INSTRUCTIONS TO FOLLOW » Reproduce this listing from its first line through the line with "lifetime in seconds", inclusive, leaving out all that follows.

RECORDS »
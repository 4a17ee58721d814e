//! Database configuration module.
//!
//! Provides configuration structures for database connection management.
//! Values are resolved by the binary at startup; this module never reads the
//! environment itself.

use std::time::Duration;

use super::timeouts::DEFAULT_QUERY_TIMEOUT;

/// Database configuration
#[derive(Debug, Clone)]
pub struct DatabaseConfig {
    /// PostgreSQL connection URL
    pub database_url: String,

    /// Maximum number of connections in the pool
    pub max_connections: u32,

    /// Minimum number of connections in the pool
    pub min_connections: u32,

    /// Connection timeout in seconds
    pub connection_timeout_secs: u64,

    /// Idle connection timeout in seconds
    pub idle_timeout_secs: u64,

    /// Maximum connection lifetime in seconds
    pub max_lifetime_secs: u64,

    /// Per-query deadline in seconds
    pub query_timeout_secs: u64,
}

impl DatabaseConfig {
    /// Create a default configuration for development
    ///
    /// Uses `postgres://postgres@localhost/onepolicy` as the database URL
    ///
    /// # Returns
    ///
    /// * `DatabaseConfig` - Default development configuration
    pub fn development() -> Self {
        Self {
            database_url: "postgres://postgres@localhost/onepolicy".to_string(),
            max_connections: 20,
            min_connections: 5,
            connection_timeout_secs: 10,
            idle_timeout_secs: 600,
            max_lifetime_secs: 1800,
            query_timeout_secs: DEFAULT_QUERY_TIMEOUT.as_secs(),
        }
    }

    pub fn query_timeout(&self) -> Duration {
        Duration::from_secs(self.query_timeout_secs)
    }
}

impl Default for DatabaseConfig {
    fn default() -> Self {
        Self::development()
    }
}
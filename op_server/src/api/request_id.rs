//! Request ID middleware for tracing and debugging.
//!
//! Every response carries an `x-request-id` header, either echoed from the
//! request or freshly generated, and the same ID tags the request's log lines.

use axum::{
    extract::{FromRequestParts, MatchedPath, Request},
    http::{HeaderMap, HeaderValue, StatusCode, request::Parts},
    middleware::Next,
    response::Response,
};
use std::time::Instant;
use uuid::Uuid;

use crate::metrics;

/// Header name for request ID
pub const REQUEST_ID_HEADER: &str = "x-request-id";

/// Metric label for requests that matched no route
pub const UNMATCHED_ROUTE: &str = "unmatched";

/// Generate or extract request ID from headers
fn get_or_generate_request_id(headers: &HeaderMap) -> String {
    headers
        .get(REQUEST_ID_HEADER)
        .and_then(|v| v.to_str().ok())
        .filter(|s| !s.is_empty())
        .map(|s| s.to_string())
        .unwrap_or_else(|| Uuid::new_v4().to_string())
}

/// Route template the request matched, so metric labels stay bounded
fn route_label(request: &Request) -> String {
    request
        .extensions()
        .get::<MatchedPath>()
        .map(|matched| matched.as_str().to_string())
        .unwrap_or_else(|| UNMATCHED_ROUTE.to_string())
}

/// Middleware to add request ID to all requests and responses
///
/// # Example
///
/// ```no_run
/// use axum::{Router, routing::get, middleware};
/// use op_server::api::request_id::request_id_middleware;
///
/// let app: Router = Router::new()
///     .route("/", get(|| async { "Hello" }))
///     .layer(middleware::from_fn(request_id_middleware));
/// ```
pub async fn request_id_middleware(mut request: Request, next: Next) -> Response {
    let request_id = get_or_generate_request_id(request.headers());
    request.extensions_mut().insert(RequestId(request_id.clone()));

    let method = request.method().clone();
    let path = request.uri().path().to_string();
    let route = route_label(&request);
    let started = Instant::now();

    tracing::info!(
        request_id = %request_id,
        method = %method,
        path = %path,
        "Request started"
    );

    let mut response = next.run(request).await;

    if let Ok(header_value) = HeaderValue::from_str(&request_id) {
        response.headers_mut().insert(REQUEST_ID_HEADER, header_value);
    }

    let status = response.status();
    let elapsed_ms = started.elapsed().as_secs_f64() * 1000.0;
    metrics::http_requests_total(method.as_str(), &route, status.as_u16());
    metrics::http_request_duration_ms(method.as_str(), &route, elapsed_ms);

    tracing::info!(
        request_id = %request_id,
        status = %status,
        duration_ms = elapsed_ms,
        "Request completed"
    );

    response
}

/// Request ID wrapper for extracting from request extensions
#[derive(Clone, Debug)]
pub struct RequestId(pub String);

impl RequestId {
    /// Get the request ID as a string slice
    pub fn as_str(&self) -> &str {
        &self.0
    }
}

/// Axum extractor for request ID
impl<S> FromRequestParts<S> for RequestId
where
    S: Send + Sync,
{
    type Rejection = (StatusCode, &'static str);

    async fn from_request_parts(parts: &mut Parts, _state: &S) -> Result<Self, Self::Rejection> {
        parts.extensions.get::<RequestId>().cloned().ok_or((
            StatusCode::INTERNAL_SERVER_ERROR,
            "Request ID not found in extensions",
        ))
    }
}
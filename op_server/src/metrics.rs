//! Prometheus metrics for the authentication server.
//!
//! Counters are recorded through the `metrics` facade and are no-ops until
//! [`init_metrics`] installs the exporter.
//!
//! # Example Usage
//!
//! ```rust,no_run
//! use op_server::metrics;
//! use std::net::SocketAddr;
//!
//! let addr: SocketAddr = "127.0.0.1:9090".parse().unwrap();
//! metrics::init_metrics(addr).unwrap();
//!
//! metrics::login_attempts_total(true);
//! ```

use metrics_exporter_prometheus::PrometheusBuilder;
use std::net::SocketAddr;

/// Initialize Prometheus metrics exporter.
///
/// Metrics will be available at `http://<addr>/metrics`. Must be called from
/// within a Tokio runtime.
pub fn init_metrics(addr: SocketAddr) -> Result<(), String> {
    PrometheusBuilder::new()
        .with_http_listener(addr)
        .install()
        .map_err(|e| format!("Failed to install Prometheus exporter: {}", e))
}

// ============================================================================
// HTTP Metrics
// ============================================================================

/// Record a completed HTTP request; `route` is the matched route template.
pub fn http_requests_total(method: &str, route: &str, status: u16) {
    ::metrics::counter!("http_requests_total",
        "method" => method.to_string(),
        "route" => route.to_string(),
        "status" => status.to_string()
    )
    .increment(1);
}

/// Record HTTP request duration in milliseconds.
pub fn http_request_duration_ms(method: &str, route: &str, duration_ms: f64) {
    ::metrics::histogram!("http_request_duration_ms",
        "method" => method.to_string(),
        "route" => route.to_string()
    )
    .record(duration_ms);
}

// ============================================================================
// Auth Metrics
// ============================================================================

/// Increment registrations counter.
pub fn registrations_total(success: bool) {
    ::metrics::counter!("registrations_total",
        "success" => success.to_string()
    )
    .increment(1);
}

/// Increment login attempts counter.
pub fn login_attempts_total(success: bool) {
    ::metrics::counter!("login_attempts_total",
        "success" => success.to_string()
    )
    .increment(1);
}

/// Increment logouts counter.
pub fn logouts_total() {
    ::metrics::counter!("logouts_total").increment(1);
}

/// Increment token refresh counter.
pub fn token_refreshes_total(success: bool) {
    ::metrics::counter!("token_refreshes_total",
        "success" => success.to_string()
    )
    .increment(1);
}

/// Increment password reset counter; `stage` is `requested` or `completed`.
pub fn password_resets_total(stage: &'static str) {
    ::metrics::counter!("password_resets_total", "stage" => stage).increment(1);
}

// ============================================================================
// Rate Limiting Metrics
// ============================================================================

/// Increment rate limit hits counter.
pub fn rate_limit_hits_total(endpoint: &'static str) {
    ::metrics::counter!("rate_limit_hits_total", "endpoint" => endpoint).increment(1);
}
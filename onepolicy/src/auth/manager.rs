//! Authentication manager implementation.

use super::{
    config::{AuthConfig, PASSWORD_MAX_LENGTH},
    errors::{AuthError, AuthResult},
    hasher::CredentialHasher,
    models::{
        Account, AccountProfile, ForgotPasswordOutcome, LoginOutcome, LoginRequest, NewAccount,
        RegisterRequest, ResetPasswordRequest, TokenKind, TokenPair, UpdateProfileRequest,
    },
    reset::ResetTokenManager,
    tokens::{TokenIssuer, token_digest},
};
use crate::db::AccountStore;
use log::{debug, info, warn};
use std::sync::Arc;
use subtle::ConstantTimeEq;

/// Message returned by `forgot_password` in every case
pub const FORGOT_PASSWORD_MESSAGE: &str =
    "If your email is registered, you will receive a password reset link";

/// Upper bound on first/last name length
const NAME_MAX_LENGTH: usize = 100;

/// Upper bound on email length (RFC 5321 path limit)
const EMAIL_MAX_LENGTH: usize = 254;

/// Authentication manager
///
/// Orchestrates the account store, password hasher, token issuer and reset
/// token manager. Cheap to clone; share one instance per process.
#[derive(Clone)]
pub struct AuthManager {
    store: Arc<dyn AccountStore>,
    hasher: CredentialHasher,
    issuer: TokenIssuer,
    resets: ResetTokenManager,
    password_min_length: usize,
    /// Verified against for unknown emails so both login failures cost the same
    dummy_hash: String,
}

impl AuthManager {
    /// Create a new authentication manager
    ///
    /// # Arguments
    ///
    /// * `store` - Account store
    /// * `config` - Validated auth configuration
    ///
    /// # Errors
    ///
    /// * `AuthError::Config` - a lifetime is non-positive or out of range
    /// * `AuthError::HashingError` - the timing-equalization hash could not be built
    pub fn new(store: Arc<dyn AccountStore>, config: &AuthConfig) -> AuthResult<Self> {
        config.validate()?;

        let hasher = CredentialHasher::new(config.password_pepper.clone());
        let dummy_hash = hasher.hash(&uuid::Uuid::new_v4().to_string())?;

        Ok(Self {
            issuer: TokenIssuer::new(
                &config.jwt_secret,
                config.access_token_ttl()?,
                config.refresh_token_ttl()?,
            ),
            resets: ResetTokenManager::new(store.clone(), config.reset_token_ttl()?),
            store,
            hasher,
            password_min_length: config.password_min_length,
            dummy_hash,
        })
    }

    /// Token issuer used by this manager
    pub fn issuer(&self) -> &TokenIssuer {
        &self.issuer
    }

    /// Register a new account
    ///
    /// # Errors
    ///
    /// * `AuthError::ValidationFailed` - malformed email, weak password or bad name
    /// * `AuthError::EmailAlreadyRegistered` - email already exists
    pub async fn register(&self, request: RegisterRequest) -> AuthResult<AccountProfile> {
        let email = normalize_email(&request.email);
        validate_email(&email)?;
        self.validate_password(&request.password)?;
        let first_name = validate_name("first_name", &request.first_name)?;
        let last_name = validate_name("last_name", &request.last_name)?;

        if self.store.find_by_email(&email).await?.is_some() {
            return Err(AuthError::EmailAlreadyRegistered);
        }

        let password_hash = self.hasher.hash(&request.password)?;

        // A concurrent registration can still win the unique index; the
        // store reports that as Duplicate, which maps to EmailAlreadyRegistered.
        let account = self
            .store
            .create(NewAccount {
                email,
                password_hash,
                first_name,
                last_name,
            })
            .await?;

        info!("Registered account {}", account.id);
        Ok(AccountProfile::from(&account))
    }

    /// Login with email and password
    ///
    /// Replaces any token pair already stored on the account.
    ///
    /// # Errors
    ///
    /// * `AuthError::InvalidCredentials` - unknown email or wrong password
    pub async fn login(&self, request: LoginRequest) -> AuthResult<LoginOutcome> {
        let email = normalize_email(&request.email);

        let Some(mut account) = self.store.find_by_email(&email).await? else {
            // Burn the same Argon2 work as a real check.
            let _ = self.hasher.verify(&request.password, &self.dummy_hash);
            debug!("Login rejected: unknown email");
            return Err(AuthError::InvalidCredentials);
        };

        if !self.hasher.verify(&request.password, &account.password_hash)? {
            warn!("Login rejected: wrong password for account {}", account.id);
            return Err(AuthError::InvalidCredentials);
        }

        let tokens = self.start_session(&mut account).await?;
        info!("Account {} logged in", account.id);

        Ok(LoginOutcome {
            tokens,
            profile: AccountProfile::from(&account),
        })
    }

    /// Resolve an access token to the account it currently authorizes
    ///
    /// The token must validate cryptographically and must be the access token
    /// stored on the account named by its `sub` claim.
    ///
    /// # Errors
    ///
    /// * `AuthError::InvalidToken` - not the account's current access token
    /// * `AuthError::TokenExpired` / `TokenMalformed` / `TokenSignatureInvalid`
    ///   / `TokenNotYetValid` - failed validation
    pub async fn authenticate(&self, access_token: &str) -> AuthResult<Account> {
        let claims = self.issuer.validate_kind(access_token, TokenKind::Access)?;

        let account = self
            .store
            .find_by_access_token(&token_digest(access_token))
            .await?
            .ok_or(AuthError::InvalidToken)?;

        if account.id != claims.sub {
            return Err(AuthError::InvalidToken);
        }

        Ok(account)
    }

    /// Logout: clear the stored token pair
    pub async fn logout(&self, access_token: &str) -> AuthResult<()> {
        let mut account = self.authenticate(access_token).await?;
        account.clear_session();
        self.store.save(&account).await?;

        info!("Account {} logged out", account.id);
        Ok(())
    }

    /// Exchange the current refresh token for a new pair
    ///
    /// # Errors
    ///
    /// * `AuthError::InvalidRefreshToken` - any reason the token is not usable
    pub async fn refresh(&self, refresh_token: &str) -> AuthResult<TokenPair> {
        let claims = self
            .issuer
            .validate_kind(refresh_token, TokenKind::Refresh)
            .map_err(|e| {
                debug!("Refresh rejected: {}", e);
                AuthError::InvalidRefreshToken
            })?;

        let mut account = self
            .store
            .find_by_refresh_token(&token_digest(refresh_token))
            .await?
            .ok_or(AuthError::InvalidRefreshToken)?;

        if account.id != claims.sub {
            return Err(AuthError::InvalidRefreshToken);
        }

        let tokens = self
            .start_session(&mut account)
            .await
            .map_err(|e| match e {
                // Someone else rotated or logged out first.
                AuthError::Conflict => AuthError::InvalidRefreshToken,
                other => other,
            })?;

        debug!("Account {} refreshed its tokens", account.id);
        Ok(tokens)
    }

    /// Start the password reset flow
    ///
    /// The outcome message is identical for known and unknown emails; a
    /// token is only generated when the account exists and the save wins.
    ///
    /// # Errors
    ///
    /// * `AuthError::ValidationFailed` - malformed email
    pub async fn forgot_password(&self, email: &str) -> AuthResult<ForgotPasswordOutcome> {
        let email = normalize_email(email);
        validate_email(&email)?;

        let reset_token = match self.store.find_by_email(&email).await? {
            Some(account) => match self.resets.issue(&account).await {
                Ok(token) => {
                    info!("Issued password reset token for account {}", account.id);
                    Some(token)
                }
                // Lost the race to a concurrent save; answer as for an unknown email.
                Err(AuthError::Conflict | AuthError::AccountNotFound) => {
                    debug!("Reset token for account {} not stored: account changed", account.id);
                    None
                }
                Err(e) => return Err(e),
            },
            None => {
                debug!("Password reset requested for unknown email");
                None
            }
        };

        Ok(ForgotPasswordOutcome {
            message: FORGOT_PASSWORD_MESSAGE,
            reset_token,
        })
    }

    /// Complete the password reset flow
    ///
    /// # Errors
    ///
    /// * `AuthError::PasswordMismatch` - confirmation differs
    /// * `AuthError::ValidationFailed` - new password violates the policy
    /// * `AuthError::InvalidOrExpiredToken` - token unknown, expired or used
    pub async fn reset_password(&self, request: ResetPasswordRequest) -> AuthResult<()> {
        let matches: bool = request
            .password
            .as_bytes()
            .ct_eq(request.confirm_password.as_bytes())
            .into();
        if !matches {
            return Err(AuthError::PasswordMismatch);
        }
        self.validate_password(&request.password)?;

        let password_hash = self.hasher.hash(&request.password)?;
        let account = self.resets.consume(&request.token, password_hash).await?;

        info!("Password reset for account {}", account.id);
        Ok(())
    }

    /// Profile of the account an access token authorizes
    pub async fn profile(&self, access_token: &str) -> AuthResult<AccountProfile> {
        let account = self.authenticate(access_token).await?;
        Ok(AccountProfile::from(&account))
    }

    /// Update first/last name; absent or blank fields are left unchanged
    pub async fn update_profile(
        &self,
        access_token: &str,
        request: UpdateProfileRequest,
    ) -> AuthResult<AccountProfile> {
        let mut account = self.authenticate(access_token).await?;

        if let Some(first_name) = non_blank(request.first_name) {
            account.first_name = validate_name("first_name", &first_name)?;
        }
        if let Some(last_name) = non_blank(request.last_name) {
            account.last_name = validate_name("last_name", &last_name)?;
        }

        let saved = self.store.save(&account).await?;
        Ok(AccountProfile::from(&saved))
    }

    /// Issue a pair, store its digests on `account` and save
    async fn start_session(&self, account: &mut Account) -> AuthResult<TokenPair> {
        let tokens = self.issuer.issue_pair(account.id, &account.email)?;
        account.set_session(
            token_digest(&tokens.access_token),
            token_digest(&tokens.refresh_token),
        );
        *account = self.store.save(account).await?;
        Ok(tokens)
    }

    /// Validate password length policy
    fn validate_password(&self, password: &str) -> AuthResult<()> {
        let len = password.chars().count();
        if len < self.password_min_length {
            return Err(AuthError::ValidationFailed(format!(
                "password must be at least {} characters long",
                self.password_min_length
            )));
        }
        if len > PASSWORD_MAX_LENGTH {
            return Err(AuthError::ValidationFailed(format!(
                "password must be at most {PASSWORD_MAX_LENGTH} characters long"
            )));
        }
        Ok(())
    }
}

/// Trim and lower-case an email; every store lookup uses this form
pub fn normalize_email(email: &str) -> String {
    email.trim().to_lowercase()
}

/// Validate email format
fn validate_email(email: &str) -> AuthResult<()> {
    let invalid = || AuthError::ValidationFailed("email must be a valid email address".to_string());

    if email.is_empty() || email.len() > EMAIL_MAX_LENGTH {
        return Err(invalid());
    }
    if email.chars().any(|c| c.is_whitespace() || c.is_control()) {
        return Err(invalid());
    }

    let (local, domain) = email.split_once('@').ok_or_else(invalid)?;
    if local.is_empty() || domain.contains('@') {
        return Err(invalid());
    }

    let labels: Vec<&str> = domain.split('.').collect();
    if labels.len() < 2 || labels.iter().any(|label| label.is_empty()) {
        return Err(invalid());
    }

    Ok(())
}

/// Validate a profile name and return it trimmed
fn validate_name(field: &str, value: &str) -> AuthResult<String> {
    let trimmed = value.trim();
    if trimmed.is_empty() {
        return Err(AuthError::ValidationFailed(format!("{field} is required")));
    }
    if trimmed.chars().count() > NAME_MAX_LENGTH {
        return Err(AuthError::ValidationFailed(format!(
            "{field} must be at most {NAME_MAX_LENGTH} characters long"
        )));
    }
    Ok(trimmed.to_string())
}

fn non_blank(value: Option<String>) -> Option<String> {
    value.filter(|v| !v.trim().is_empty())
}
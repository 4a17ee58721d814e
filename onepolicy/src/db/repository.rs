//! Account store trait and its PostgreSQL implementation.
//!
//! The trait keeps the auth core independent of the database so it can be
//! exercised against [`MemoryAccountStore`](super::MemoryAccountStore).

use async_trait::async_trait;
use sqlx::{PgPool, Row, postgres::PgRow};
use std::time::Duration;

use super::{
    errors::{StoreError, StoreResult},
    timeouts::{DEFAULT_QUERY_TIMEOUT, with_timeout},
};
use crate::auth::{Account, AccountId, NewAccount};

/// Durable record of accounts keyed by id, with lookup by email and token digest
#[async_trait]
pub trait AccountStore: Send + Sync {
    /// Find account by ID
    async fn find_by_id(&self, id: AccountId) -> StoreResult<Option<Account>>;

    /// Find account by (normalized) email
    async fn find_by_email(&self, email: &str) -> StoreResult<Option<Account>>;

    /// Find account whose current access token has this digest
    async fn find_by_access_token(&self, digest: &str) -> StoreResult<Option<Account>>;

    /// Find account whose current refresh token has this digest
    async fn find_by_refresh_token(&self, digest: &str) -> StoreResult<Option<Account>>;

    /// Find account whose outstanding reset token has this digest
    async fn find_by_reset_token(&self, digest: &str) -> StoreResult<Option<Account>>;

    /// Insert a new account
    ///
    /// Fails with `StoreError::Duplicate` when the email is taken.
    async fn create(&self, account: NewAccount) -> StoreResult<Account>;

    /// Write back every mutable field of `account`
    ///
    /// Succeeds only if the stored `version` still equals `account.version`;
    /// returns the stored record with the bumped version and `updated_at`.
    /// Fails with `StoreError::Conflict` if someone saved in between and
    /// `StoreError::NotFound` if the row is gone.
    async fn save(&self, account: &Account) -> StoreResult<Account>;

    /// Check that the store is reachable
    async fn ping(&self) -> StoreResult<()>;
}

const ACCOUNT_COLUMNS: &str = "id, email, password_hash, first_name, last_name, \
     access_token_digest, refresh_token_digest, reset_token_digest, reset_token_expires_at, \
     version, created_at, updated_at";

/// Default PostgreSQL implementation of `AccountStore`
#[derive(Clone)]
pub struct PgAccountStore {
    pool: PgPool,
    query_timeout: Duration,
}

impl PgAccountStore {
    pub fn new(pool: PgPool) -> Self {
        Self {
            pool,
            query_timeout: DEFAULT_QUERY_TIMEOUT,
        }
    }

    /// Override the per-query deadline
    pub fn with_query_timeout(mut self, query_timeout: Duration) -> Self {
        self.query_timeout = query_timeout;
        self
    }

    async fn find_one(&self, column: &str, value: &str) -> StoreResult<Option<Account>> {
        let sql = format!("SELECT {ACCOUNT_COLUMNS} FROM accounts WHERE {column} = $1");
        let row = with_timeout(
            self.query_timeout,
            sqlx::query(&sql).bind(value).fetch_optional(&self.pool),
        )
        .await?;

        row.as_ref().map(row_to_account).transpose()
    }
}

fn row_to_account(r: &PgRow) -> StoreResult<Account> {
    Ok(Account {
        id: r.try_get("id")?,
        email: r.try_get("email")?,
        password_hash: r.try_get("password_hash")?,
        first_name: r.try_get("first_name")?,
        last_name: r.try_get("last_name")?,
        access_token_digest: r.try_get("access_token_digest")?,
        refresh_token_digest: r.try_get("refresh_token_digest")?,
        reset_token_digest: r.try_get("reset_token_digest")?,
        reset_token_expires_at: r.try_get("reset_token_expires_at")?,
        version: r.try_get("version")?,
        created_at: r.try_get("created_at")?,
        updated_at: r.try_get("updated_at")?,
    })
}

#[async_trait]
impl AccountStore for PgAccountStore {
    async fn find_by_id(&self, id: AccountId) -> StoreResult<Option<Account>> {
        let sql = format!("SELECT {ACCOUNT_COLUMNS} FROM accounts WHERE id = $1");
        let row = with_timeout(
            self.query_timeout,
            sqlx::query(&sql).bind(id).fetch_optional(&self.pool),
        )
        .await?;

        row.as_ref().map(row_to_account).transpose()
    }

    async fn find_by_email(&self, email: &str) -> StoreResult<Option<Account>> {
        self.find_one("email", email).await
    }

    async fn find_by_access_token(&self, digest: &str) -> StoreResult<Option<Account>> {
        self.find_one("access_token_digest", digest).await
    }

    async fn find_by_refresh_token(&self, digest: &str) -> StoreResult<Option<Account>> {
        self.find_one("refresh_token_digest", digest).await
    }

    async fn find_by_reset_token(&self, digest: &str) -> StoreResult<Option<Account>> {
        self.find_one("reset_token_digest", digest).await
    }

    async fn create(&self, account: NewAccount) -> StoreResult<Account> {
        let sql = format!(
            "INSERT INTO accounts (email, password_hash, first_name, last_name) \
             VALUES ($1, $2, $3, $4) RETURNING {ACCOUNT_COLUMNS}"
        );
        let row = with_timeout(
            self.query_timeout,
            sqlx::query(&sql)
                .bind(&account.email)
                .bind(&account.password_hash)
                .bind(&account.first_name)
                .bind(&account.last_name)
                .fetch_one(&self.pool),
        )
        .await?;

        row_to_account(&row)
    }

    async fn save(&self, account: &Account) -> StoreResult<Account> {
        let sql = format!(
            r#"
            UPDATE accounts
            SET password_hash = $3, first_name = $4, last_name = $5,
                access_token_digest = $6, refresh_token_digest = $7,
                reset_token_digest = $8, reset_token_expires_at = $9,
                version = version + 1, updated_at = NOW()
            WHERE id = $1 AND version = $2
            RETURNING {ACCOUNT_COLUMNS}
            "#
        );
        let row = with_timeout(
            self.query_timeout,
            sqlx::query(&sql)
                .bind(account.id)
                .bind(account.version)
                .bind(&account.password_hash)
                .bind(&account.first_name)
                .bind(&account.last_name)
                .bind(&account.access_token_digest)
                .bind(&account.refresh_token_digest)
                .bind(&account.reset_token_digest)
                .bind(account.reset_token_expires_at)
                .fetch_optional(&self.pool),
        )
        .await?;

        match row {
            Some(row) => row_to_account(&row),
            // Distinguish a lost race from a vanished row.
            None => match self.find_by_id(account.id).await? {
                Some(_) => Err(StoreError::Conflict),
                None => Err(StoreError::NotFound),
            },
        }
    }

    async fn ping(&self) -> StoreResult<()> {
        with_timeout(
            self.query_timeout,
            sqlx::query("SELECT 1").execute(&self.pool),
        )
        .await?;
        Ok(())
    }
}
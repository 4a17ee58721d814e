//! Account store error types.

use std::time::Duration;
use thiserror::Error;

/// Errors surfaced by an [`AccountStore`](super::AccountStore)
#[derive(Debug, Error)]
pub enum StoreError {
    /// Record to update does not exist
    #[error("Account not found")]
    NotFound,

    /// Unique constraint on email violated
    #[error("Email already exists")]
    Duplicate,

    /// Compare-and-swap lost against a concurrent writer
    #[error("Account was modified concurrently")]
    Conflict,

    /// Operation exceeded its deadline
    #[error("Database operation timed out after {0:?}")]
    Timeout(Duration),

    /// Database error
    #[error("Database error: {0}")]
    Database(sqlx::Error),
}

impl From<sqlx::Error> for StoreError {
    fn from(err: sqlx::Error) -> Self {
        match err {
            sqlx::Error::RowNotFound => StoreError::NotFound,
            sqlx::Error::Database(ref db_err) if db_err.is_unique_violation() => {
                StoreError::Duplicate
            }
            other => StoreError::Database(other),
        }
    }
}

/// Result type for store operations
pub type StoreResult<T> = Result<T, StoreError>;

FINAL ANSWER »
repository 4a17ee58721d814e
//! Database configuration module.
//!
//! Provides configuration structures for database connection management.
//! Values are resolved by the binary at startup; this module never reads the
//! environment itself.

use std::time::Duration;

use super::timeouts::DEFAULT_QUERY_TIMEOUT;

/// Database configuration
#[derive(Debug, Clone)]
pub struct DatabaseConfig {
    /// PostgreSQL connection URL
    pub database_url: String,

    /// Maximum number of connections in the pool
    pub max_connections: u32,

    /// Minimum number of connections in the pool
    pub min_connections: u32,

    /// Connection timeout in seconds
    pub connection_timeout_secs: u64,

    /// Idle connection timeout in seconds
    pub idle_timeout_secs: u64,

    /// Maximum connection lifetime in seconds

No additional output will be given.